Эссе "О волшебных сказках" издано в 1947 г., но написано значительно раньше, а сами идеи оформились, видимо, к концу 20-х годов. И, как мне представляется, именно тогда и начал вызревать "Сильмариллион", каким мы его знаем. "Очерк мифологии" написан в 1926 г. Собственно, только тогда эта история становится "Сильмариллионом", повестью о Сильмариллах - в BLT они уже есть, но особой роли не играют, нельзя сказать, что повествование держится на них.
Начинается "зрелый период" мифологии Толкиена. Наверное, нет нужды рассказывать о нем подробно - он и так хорошо известен по "Сильмариллионy". Толкиен больше не пытался написать связного, законченного повествования, облеченного единой рамкой. История "эльфийства" ("Elfinesse") уже не кончается падением Тангородрима. Возникает история Падения Нуменора - Вторая эпоха (Толкиен говорил, что она родилась из сна, который часто снился ему в детстве: огромная волна накрывает зеленый остров).
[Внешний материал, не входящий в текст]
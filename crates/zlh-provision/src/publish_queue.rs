//! Durable retry queue for edge publication.

use std::time::Duration;

use sea_orm::{
    ActiveModelTrait, ColumnTrait, Condition, DatabaseConnection, EntityTrait, QueryFilter,
    QueryOrder, QuerySelect, Set,
    sea_query::{Expr, SimpleExpr},
};
use uuid::Uuid;
use zlh_db::entities::{instances, publish_jobs};
use zlh_model::{InstanceClass, InstanceId};

use crate::config::PublishSettings;
use crate::edge::{EdgePublisher, EdgeTarget};
use crate::error::{ProvisionError, Result};
use crate::ports::PortAllocator;
use crate::store::now;

#[derive(Debug, Clone, Copy, PartialEq, Eq)]
pub enum JobState {
    Pending,
    Running,
    Done,
    Failed,
    Cancelled,
}

impl JobState {
    pub fn as_str(self) -> &'static str {
        match self {
            JobState::Pending => "pending",
            JobState::Running => "running",
            JobState::Done => "done",
            JobState::Failed => "failed",
            JobState::Cancelled => "cancelled",
        }
    }
}

#[derive(Debug, Clone, Copy, PartialEq, Eq)]
pub enum JobOutcome {
    Published,
    Rescheduled { attempt: u32, delay: Duration },
    GaveUp { attempts: u32 },
    /// The instance was torn down before the job ran.
    Cancelled,
}

const CLAIM_BATCH: u64 = 16;

fn held_by(token: Option<Uuid>) -> SimpleExpr {
    match token {
        Some(t) => publish_jobs::Column::ClaimToken.eq(t),
        None => publish_jobs::Column::ClaimToken.is_null(),
    }
}

/// Ends every unfinished job for `instance_id`. A worker still running one
/// of them loses its claim and its result is discarded.
pub async fn cancel_for_instance(db: &DatabaseConnection, instance_id: InstanceId) -> Result<u64> {
    let ts = now();
    let res = publish_jobs::Entity::update_many()
        .col_expr(publish_jobs::Column::State, Expr::value(JobState::Cancelled.as_str()))
        .col_expr(publish_jobs::Column::LastError, Expr::value("instance decommissioned"))
        .col_expr(publish_jobs::Column::FinishedAt, Expr::value(ts))
        .col_expr(publish_jobs::Column::UpdatedAt, Expr::value(ts))
        .filter(publish_jobs::Column::InstanceId.eq(instance_id))
        .filter(
            publish_jobs::Column::State
                .is_in([JobState::Pending.as_str(), JobState::Running.as_str()]),
        )
        .exec(db)
        .await?;
    if res.rows_affected > 0 {
        tracing::info!(instance_id, cancelled = res.rows_affected, "publish jobs cancelled");
    }
    Ok(res.rows_affected)
}

#[derive(Clone)]
pub struct PublishQueue {
    db: DatabaseConnection,
    publisher: EdgePublisher,
    ports: PortAllocator,
    port_class: String,
    settings: PublishSettings,
}

impl PublishQueue {
    pub fn new(
        db: DatabaseConnection,
        publisher: EdgePublisher,
        ports: PortAllocator,
        port_class: String,
        settings: PublishSettings,
    ) -> Self {
        Self {
            db,
            publisher,
            ports,
            port_class,
            settings,
        }
    }

    pub async fn enqueue(&self, target: &EdgeTarget) -> Result<Uuid> {
        let id = Uuid::new_v4();
        let ts = now();
        publish_jobs::ActiveModel {
            id: Set(id),
            instance_id: Set(target.instance_id),
            hostname: Set(target.hostname.clone()),
            workload: Set(target.workload.clone()),
            class: Set(target.class.as_str().to_string()),
            address: Set(target.address.clone()),
            ports: Set(serde_json::json!(target.ports)),
            state: Set(JobState::Pending.as_str().to_string()),
            attempt_count: Set(0),
            last_error: Set(None),
            next_attempt_at: Set(ts),
            created_at: Set(ts),
            updated_at: Set(ts),
            finished_at: Set(None),
            claim_token: Set(None),
            leased_until: Set(None),
        }
        .insert(&self.db)
        .await?;
        tracing::info!(instance_id = target.instance_id, job_id = %id, "publish job queued");
        Ok(id)
    }

    /// Moves due pending jobs, and running jobs whose lease ran out, to
    /// running under a fresh claim token. A job another worker claimed first
    /// is skipped.
    pub async fn claim_due(&self) -> Result<Vec<publish_jobs::Model>> {
        let ts = now();
        let due = publish_jobs::Entity::find()
            .filter(
                Condition::any()
                    .add(
                        Condition::all()
                            .add(publish_jobs::Column::State.eq(JobState::Pending.as_str()))
                            .add(publish_jobs::Column::NextAttemptAt.lte(ts)),
                    )
                    .add(
                        Condition::all()
                            .add(publish_jobs::Column::State.eq(JobState::Running.as_str()))
                            .add(publish_jobs::Column::LeasedUntil.lte(ts)),
                    ),
            )
            .order_by_asc(publish_jobs::Column::NextAttemptAt)
            .limit(CLAIM_BATCH)
            .all(&self.db)
            .await?;

        let leased_until = ts + chrono::Duration::from_std(self.settings.lease).unwrap_or_default();
        let mut claimed = Vec::with_capacity(due.len());
        for mut job in due {
            let token = Uuid::new_v4();
            let res = publish_jobs::Entity::update_many()
                .col_expr(publish_jobs::Column::State, Expr::value(JobState::Running.as_str()))
                .col_expr(publish_jobs::Column::ClaimToken, Expr::value(token))
                .col_expr(publish_jobs::Column::LeasedUntil, Expr::value(leased_until))
                .col_expr(publish_jobs::Column::UpdatedAt, Expr::value(ts))
                .filter(publish_jobs::Column::Id.eq(job.id))
                .filter(publish_jobs::Column::State.eq(job.state.clone()))
                .filter(held_by(job.claim_token))
                .exec(&self.db)
                .await?;
            if res.rows_affected != 1 {
                continue;
            }
            if job.state == JobState::Running.as_str() {
                tracing::warn!(
                    job_id = %job.id,
                    instance_id = job.instance_id,
                    "publish job lease expired; reclaimed"
                );
            }
            job.state = JobState::Running.as_str().to_string();
            job.claim_token = Some(token);
            job.leased_until = Some(leased_until);
            claimed.push(job);
        }
        Ok(claimed)
    }

    fn target_for(job: &publish_jobs::Model, row: &instances::Model) -> EdgeTarget {
        EdgeTarget {
            instance_id: job.instance_id,
            hostname: job.hostname.clone(),
            class: InstanceClass::parse_lenient(Some(&job.class)),
            workload: job.workload.clone(),
            address: job.address.clone().or_else(|| row.address.clone()),
            ports: serde_json::from_value(job.ports.clone()).unwrap_or_default(),
        }
    }

    /// `Ok(false)` when the instance no longer exists.
    async fn attempt(&self, job: &publish_jobs::Model) -> Result<bool> {
        let Some(row) = instances::Entity::find_by_id(job.instance_id)
            .one(&self.db)
            .await?
        else {
            return Ok(false);
        };
        let target = Self::target_for(job, &row);
        self.publisher.publish(&target).await?;
        self.ports
            .commit(target.instance_id, &target.ports, &self.port_class)
            .await?;
        Ok(true)
    }

    /// Runs one claimed job and records the result, unless the claim was lost
    /// to cancellation or lease expiry in the meantime.
    pub async fn process(&self, job: publish_jobs::Model) -> Result<JobOutcome> {
        let attempt = u32::try_from(job.attempt_count).unwrap_or(0) + 1;
        let result = self.attempt(&job).await;

        let mut update: publish_jobs::ActiveModel = job.clone().into();
        update.attempt_count = Set(attempt as i32);
        update.updated_at = Set(now());
        update.claim_token = Set(None);
        update.leased_until = Set(None);

        let outcome = match result {
            Ok(true) => {
                update.state = Set(JobState::Done.as_str().to_string());
                update.last_error = Set(None);
                update.finished_at = Set(Some(now()));
                tracing::info!(instance_id = job.instance_id, attempt, "edge published");
                JobOutcome::Published
            }
            Ok(false) => {
                update.state = Set(JobState::Cancelled.as_str().to_string());
                update.last_error = Set(Some("instance no longer exists".to_string()));
                update.finished_at = Set(Some(now()));
                tracing::info!(instance_id = job.instance_id, "instance gone; publish job cancelled");
                JobOutcome::Cancelled
            }
            Err(err) if attempt < self.settings.retry.max_attempts => {
                let delay = self.settings.retry.delay(attempt);
                update.state = Set(JobState::Pending.as_str().to_string());
                update.last_error = Set(Some(err.to_string()));
                update.next_attempt_at = Set(now() + chrono::Duration::from_std(delay).unwrap_or_default());
                tracing::warn!(
                    instance_id = job.instance_id,
                    attempt,
                    delay_ms = delay.as_millis() as u64,
                    error = %err,
                    "edge publish failed; rescheduled"
                );
                JobOutcome::Rescheduled { attempt, delay }
            }
            Err(err) => {
                update.state = Set(JobState::Failed.as_str().to_string());
                update.last_error = Set(Some(err.to_string()));
                update.finished_at = Set(Some(now()));
                tracing::error!(
                    instance_id = job.instance_id,
                    attempts = attempt,
                    error = %err,
                    "edge publish gave up; instance left running without edge presence"
                );
                JobOutcome::GaveUp { attempts: attempt }
            }
        };

        let res = publish_jobs::Entity::update_many()
            .set(update)
            .filter(publish_jobs::Column::Id.eq(job.id))
            .filter(publish_jobs::Column::State.eq(JobState::Running.as_str()))
            .filter(held_by(job.claim_token))
            .exec(&self.db)
            .await?;
        if res.rows_affected == 0 {
            tracing::warn!(
                job_id = %job.id,
                instance_id = job.instance_id,
                ?outcome,
                "publish job claim lost; result discarded"
            );
        }
        Ok(outcome)
    }

    /// Claims and processes whatever is due. Returns how many jobs ran.
    pub async fn tick(&self) -> Result<usize> {
        let jobs = self.claim_due().await?;
        let n = jobs.len();
        for job in jobs {
            let id = job.id;
            if let Err(err) = self.process(job).await {
                tracing::warn!(job_id = %id, error = %err, "publish job bookkeeping failed");
            }
        }
        Ok(n)
    }

    pub fn spawn(self) -> tokio::task::JoinHandle<()> {
        tokio::spawn(async move {
            loop {
                if let Err(err) = self.tick().await {
                    tracing::warn!(error = %err, "publish queue tick failed");
                }
                tokio::time::sleep(self.settings.poll_interval).await;
            }
        })
    }

    pub async fn job(&self, id: Uuid) -> Result<publish_jobs::Model> {
        publish_jobs::Entity::find_by_id(id)
            .one(&self.db)
            .await?
            .ok_or_else(|| ProvisionError::PublishFailed(format!("publish job {id} not found")))
    }
}
use std::ops::RangeInclusive;

use sea_orm::{
    ColumnTrait, DatabaseConnection, EntityTrait, QueryFilter, QueryOrder, QuerySelect, Set,
    sea_query::{Expr, OnConflict},
};
use zlh_db::entities::port_pool;
use zlh_model::{InstanceId, PortStatus};

use crate::error::{ProvisionError, Result};
use crate::retry::RetryPolicy;
use crate::store::{self, now};

/// Free → reserved → allocated → free, scoped to an owning identifier.
#[derive(Clone)]
pub struct PortAllocator {
    db: DatabaseConnection,
    retry: RetryPolicy,
}

impl PortAllocator {
    pub fn new(db: DatabaseConnection, retry: RetryPolicy) -> Self {
        Self { db, retry }
    }

    /// Reserves the lowest `count` free ports of `class` for `owner`. All or
    /// nothing: on any shortfall the transaction is dropped uncommitted.
    pub async fn reserve(&self, class: &str, count: usize, owner: InstanceId) -> Result<Vec<i32>> {
        if count == 0 {
            return Ok(Vec::new());
        }
        self.retry
            .run(
                "port reserve",
                |_| self.reserve_once(class, count, owner),
                store::is_retryable,
            )
            .await
    }

    async fn reserve_once(&self, class: &str, count: usize, owner: InstanceId) -> Result<Vec<i32>> {
        let txn = store::begin_serializable(&self.db).await?;

        let free = port_pool::Entity::find()
            .filter(port_pool::Column::Class.eq(class))
            .filter(port_pool::Column::Status.eq(PortStatus::Free.as_str()))
            .order_by_asc(port_pool::Column::Port)
            .limit(count as u64)
            .all(&txn)
            .await?;

        if free.len() < count {
            return Err(ProvisionError::InsufficientPorts {
                class: class.to_string(),
                requested: count,
                available: free.len(),
            });
        }

        let ports: Vec<i32> = free.iter().map(|p| p.port).collect();
        let flipped = port_pool::Entity::update_many()
            .col_expr(port_pool::Column::Status, Expr::value(PortStatus::Reserved.as_str()))
            .col_expr(port_pool::Column::OwnerId, Expr::value(owner))
            .col_expr(port_pool::Column::UpdatedAt, Expr::value(now()))
            .filter(port_pool::Column::Port.is_in(ports.clone()))
            .filter(port_pool::Column::Status.eq(PortStatus::Free.as_str()))
            .exec(&txn)
            .await?;

        if flipped.rows_affected != count as u64 {
            // Someone else took a port between select and update; retry.
            return Err(ProvisionError::Store(sea_orm::DbErr::Custom(format!(
                "could not serialize port reservation ({} of {count} flipped)",
                flipped.rows_affected
            ))));
        }

        txn.commit().await?;
        tracing::info!(instance_id = owner, class, ?ports, "ports reserved");
        Ok(ports)
    }

    /// Reserved ports owned by `owner` become allocated. Ports that are
    /// already allocated are left as they are.
    pub async fn commit(&self, owner: InstanceId, ports: &[i32], class: &str) -> Result<()> {
        if ports.is_empty() {
            return Ok(());
        }
        let res = port_pool::Entity::update_many()
            .col_expr(port_pool::Column::Status, Expr::value(PortStatus::Allocated.as_str()))
            .col_expr(port_pool::Column::UpdatedAt, Expr::value(now()))
            .filter(port_pool::Column::OwnerId.eq(owner))
            .filter(port_pool::Column::Class.eq(class))
            .filter(port_pool::Column::Port.is_in(ports.to_vec()))
            .filter(port_pool::Column::Status.eq(PortStatus::Reserved.as_str()))
            .exec(&self.db)
            .await?;
        tracing::info!(instance_id = owner, ?ports, committed = res.rows_affected, "ports allocated");
        Ok(())
    }

    /// Returns every port owned by `owner` to the pool. Safe to repeat.
    pub async fn release_by_owner(&self, owner: InstanceId) -> Result<u64> {
        let res = port_pool::Entity::update_many()
            .col_expr(port_pool::Column::Status, Expr::value(PortStatus::Free.as_str()))
            .col_expr(port_pool::Column::OwnerId, Expr::value(Option::<i32>::None))
            .col_expr(port_pool::Column::UpdatedAt, Expr::value(now()))
            .filter(port_pool::Column::OwnerId.eq(owner))
            .exec(&self.db)
            .await?;
        if res.rows_affected > 0 {
            tracing::info!(instance_id = owner, released = res.rows_affected, "ports released");
        }
        Ok(res.rows_affected)
    }

    /// Inserts a free entry for every port in `range` that does not exist yet.
    pub async fn seed(&self, class: &str, range: RangeInclusive<i32>) -> Result<u64> {
        let mut inserted = 0u64;
        let ports: Vec<i32> = range.collect();
        for chunk in ports.chunks(500) {
            let rows = chunk.iter().map(|&port| port_pool::ActiveModel {
                port: Set(port),
                class: Set(class.to_string()),
                status: Set(PortStatus::Free.as_str().to_string()),
                owner_id: Set(None),
                updated_at: Set(now()),
                ..Default::default()
            });
            inserted += port_pool::Entity::insert_many(rows)
                .on_conflict(
                    OnConflict::column(port_pool::Column::Port)
                        .do_nothing()
                        .to_owned(),
                )
                .exec_without_returning(&self.db)
                .await?;
        }
        tracing::info!(class, inserted, "port pool seeded");
        Ok(inserted)
    }

    pub async fn owned_by(&self, owner: InstanceId) -> Result<Vec<port_pool::Model>> {
        Ok(port_pool::Entity::find()
            .filter(port_pool::Column::OwnerId.eq(owner))
            .order_by_asc(port_pool::Column::Port)
            .all(&self.db)
            .await?)
    }
}

#[cfg(test)]
mod tests {
    use super::*;
    use crate::testing;

    async fn pool(range: RangeInclusive<i32>) -> (DatabaseConnection, PortAllocator) {
        let db = testing::memory_db().await;
        let ports = PortAllocator::new(db.clone(), testing::fast_settings().store_retry);
        ports.seed("game", range).await.unwrap();
        (db, ports)
    }

    async fn snapshot(db: &DatabaseConnection) -> Vec<(i32, String, Option<i32>)> {
        port_pool::Entity::find()
            .order_by_asc(port_pool::Column::Port)
            .all(db)
            .await
            .unwrap()
            .into_iter()
            .map(|p| (p.port, p.status, p.owner_id))
            .collect()
    }

    #[tokio::test]
    async fn seed_is_idempotent() {
        let (db, ports) = pool(50000..=50004).await;
        assert_eq!(ports.seed("game", 50000..=50009).await.unwrap(), 5);
        assert_eq!(snapshot(&db).await.len(), 10);
    }

    #[tokio::test]
    async fn reserve_takes_lowest_free_ports() {
        let (db, ports) = pool(50000..=50009).await;
        let first = ports.reserve("game", 2, 5001).await.unwrap();
        assert_eq!(first, vec![50000, 50001]);
        let second = ports.reserve("game", 3, 5002).await.unwrap();
        assert_eq!(second, vec![50002, 50003, 50004]);

        let snap = snapshot(&db).await;
        assert_eq!(snap[0], (50000, "reserved".to_string(), Some(5001)));
        assert_eq!(snap[4], (50004, "reserved".to_string(), Some(5002)));
        assert_eq!(snap[5], (50005, "free".to_string(), None));
    }

    #[tokio::test]
    async fn reserve_is_all_or_nothing() {
        let (db, ports) = pool(50000..=50002).await;
        ports.reserve("game", 2, 5001).await.unwrap();
        let before = snapshot(&db).await;

        let err = ports.reserve("game", 2, 5002).await.unwrap_err();
        assert!(matches!(
            err,
            ProvisionError::InsufficientPorts { requested: 2, available: 1, .. }
        ));
        assert_eq!(snapshot(&db).await, before);
    }

    #[tokio::test]
    async fn zero_ports_touches_nothing() {
        let (db, ports) = pool(50000..=50002).await;
        let before = snapshot(&db).await;
        assert!(ports.reserve("game", 0, 5001).await.unwrap().is_empty());
        ports.commit(5001, &[], "game").await.unwrap();
        assert_eq!(snapshot(&db).await, before);
    }

    #[tokio::test]
    async fn commit_flips_reserved_to_allocated_idempotently() {
        let (_db, ports) = pool(50000..=50004).await;
        let got = ports.reserve("game", 2, 5001).await.unwrap();
        ports.commit(5001, &got, "game").await.unwrap();
        ports.commit(5001, &got, "game").await.unwrap();
        let owned = ports.owned_by(5001).await.unwrap();
        assert_eq!(owned.len(), 2);
        assert!(owned.iter().all(|p| p.status == "allocated"));
    }

    #[tokio::test]
    async fn commit_ignores_ports_of_other_owners() {
        let (_db, ports) = pool(50000..=50004).await;
        let mine = ports.reserve("game", 1, 5001).await.unwrap();
        let theirs = ports.reserve("game", 1, 5002).await.unwrap();
        ports.commit(5001, &[mine[0], theirs[0]], "game").await.unwrap();
        assert_eq!(ports.owned_by(5002).await.unwrap()[0].status, "reserved");
    }

    #[tokio::test]
    async fn release_by_owner_is_idempotent() {
        let (db, ports) = pool(50000..=50004).await;
        let got = ports.reserve("game", 3, 5001).await.unwrap();
        ports.commit(5001, &got[..1], "game").await.unwrap();

        assert_eq!(ports.release_by_owner(5001).await.unwrap(), 3);
        let once = snapshot(&db).await;
        assert_eq!(ports.release_by_owner(5001).await.unwrap(), 0);
        assert_eq!(snapshot(&db).await, once);
        assert!(once.iter().all(|(_, s, o)| s == "free" && o.is_none()));
    }

    #[tokio::test]
    async fn release_without_ports_is_noop() {
        let (_db, ports) = pool(50000..=50001).await;
        assert_eq!(ports.release_by_owner(9999).await.unwrap(), 0);
    }
}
А потом Толкиен на тринадцать лет почти совсем забросил предания Первой эпохи - он пишет "Властелина Колец"[4]. Так появляется Третья эпоха.
4. Надо заметить, что "Властелин Колец" - это, можно сказать, "побочный продукт" мифологии Толкиена. Написан он "на заказ" и буквально высосан из пальца: принимаясь за работу, профессор решительно не знал, о чем он будет писать. Он написал чуть ли не двадцать вариантов первой главы; и понял, что Бродяжник - все-таки человек, а не хоббит, лишь добравшись до середины второй книги (то есть второй части первого тома).